Un peuple qui élit des corrompus, des renégats, des imposteurs, des voleurs et des traîtres n’est pas victime, il est complice (George Orwell).
J’ai une sainte horreur de toutes les formes de dirigisme, et j’aurais tendance à me considérer comme un chat parmi les hommes : vous avez déjà essayé de forcer un chat à en passer par vos quatre volontés ? Fais le beau ! Assis ! Au pied … Le résultat n’est pas vraiment encourageant, n’est-ce pas ? Raison pour laquelle il ne viendrait à personne l’idée de dresser un chat, je pense.
De même que n’importe quel gouttière, je suis farouchement attaché à mon indépendance, et ne suis les injonctions que lorsque la raison me dit qu’elles sont justes, ou simplement acceptables, dans l’intérêt public ou dans le mien.
Le problème avec les élections, ou plus exactement avec le système de dictature soft que l’on appelle pompeusement « démocratie représentative », c’est que je n’arrive plus, mais alors plus du tout à voir en quoi il serait de l’intérêt du public, du mien, ni en quoi il serait démocratique.
Qu’est-ce que la démocratie ?
la démocratie est « le gouvernement du peuple, par le peuple, pour le peuple » (Abraham Lincoln)
Il s’agit donc de l’exercice du pouvoir par les citoyens, de leur participation aux processus de décisions qui régissent notre société, et rien d’autre. Or que vous propose-t-on aujourd’hui ? D’élire des maîtres qui ne servent que leur intérêt personnel et vous trahiront à la première occasion.
Jean-Jacques Rousseau l’avait déjà parfaitement exprimé :
La souveraineté ne peut être représentée, par la même raison qu’elle ne peut être aliénée; elle consiste essentiellement dans la volonté générale, et la volonté ne se représente point : elle est la même ou elle est autre; il n’y a point de milieu. Les députés du peuple ne sont donc ni ne peuvent être ses représentans, ils ne sont que ses commissaires; ils ne peuvent rien conclure définitivement. Toute loi que le peuple en personne n’a pas ratifiée, est nulle; ce n’est point une loi (J.-J. Rousseau – Du contrat social ou Principes du droit politique).
Eh oui, ce que l’on vous vend comme démocratie n’est autre qu’une aristocratie élective.

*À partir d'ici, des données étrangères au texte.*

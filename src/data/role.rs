use chrono::{DateTime, Utc};
use mongodb::Database;
use serde::{Deserialize, Serialize};
use utoipa::ToSchema;
use uuid::Uuid;

use crate::data::filter;
use crate::resp::problem::Problem;
use crate::role::RoleName;

use super::user::User;

pub static ROLE_COLLECTION_NAME: &str = "roles";

pub mod problem {
    use crate::resp::problem::Problem;
    use rocket::http::Status;
    use uuid::Uuid;

    #[inline]
    pub fn not_found(id: Uuid) -> Problem {
        Problem::new_untyped(Status::NotFound, "Role doesn't exist.")
            .insert("id", id.to_string())
            .clone()
    }
}

/// Role bookkeeping record. Authorization decisions use the [`RoleName`]
/// enum carried in token claims, never these documents.
#[derive(Debug, Clone, Serialize, Deserialize, ToSchema)]
pub struct Role {
    #[serde(default = "Uuid::new_v4", rename = "_id")]
    pub id: Uuid,
    pub name: RoleName,
    #[serde(
        default = "Utc::now",
        with = "bson::serde_helpers::chrono_datetime_as_bson_datetime"
    )]
    pub created: DateTime<Utc>,
}

impl Role {
    pub fn new(name: RoleName) -> Role {
        Role {
            id: Uuid::new_v4(),
            name,
            created: Utc::now(),
        }
    }
}

pub trait RoleDbExt {
    /// Inserts any of the three well-known roles that are missing.
    async fn ensure_roles(&self) -> Result<(), Problem>;

    async fn get_role(&self, id: Uuid) -> Result<Option<Role>, Problem>;

    async fn find_role_by_name(&self, name: RoleName) -> Result<Option<Role>, Problem>;

    /// Resolves a user's stored role reference into its well-known name.
    async fn role_name_of(&self, user: &User) -> Result<RoleName, Problem>;
}

impl RoleDbExt for Database {
    async fn ensure_roles(&self) -> Result<(), Problem> {
        for name in RoleName::ALL {
            if self.find_role_by_name(name).await?.is_none() {
                tracing::info!("Creating missing '{}' role.", name);
                self.collection::<Role>(ROLE_COLLECTION_NAME)
                    .insert_one(Role::new(name), None)
                    .await
                    .map_err(Problem::from)?;
            }
        }

        Ok(())
    }

    async fn get_role(&self, id: Uuid) -> Result<Option<Role>, Problem> {
        self.collection(ROLE_COLLECTION_NAME)
            .find_one(filter::by_id(id), None)
            .await
            .map_err(Problem::from)
    }

    async fn find_role_by_name(&self, name: RoleName) -> Result<Option<Role>, Problem> {
        self.collection(ROLE_COLLECTION_NAME)
            .find_one(bson::doc! { "name": name.to_string() }, None)
            .await
            .map_err(Problem::from)
    }

    async fn role_name_of(&self, user: &User) -> Result<RoleName, Problem> {
        let role = self
            .get_role(user.role_id)
            .await?
            .ok_or_else(|| problem::not_found(user.role_id))?;

        Ok(role.name)
    }
}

Le même petit club de parvenus, éternels candidats à tous les suffrages, à tous les mandats rémunérés, se renvoyant l’ascenseur quand ils ne se tirent pas dans les pattes pour s’arracher quelque rogaton; certains poussant l’analogie aristocratique jusqu’à faire élire leurs rejetons, même s’ils s’avèrent être stupides comme un panier, et parfaitement incompétents.
Combien d’ouvriers à la Chambre des Représentants ou au Sénat ? Combien de caissières ? Combien d’instituteurs ou de maçons ? Combien de femmes au foyer ? Et ces gens prétendraient nous représenter ?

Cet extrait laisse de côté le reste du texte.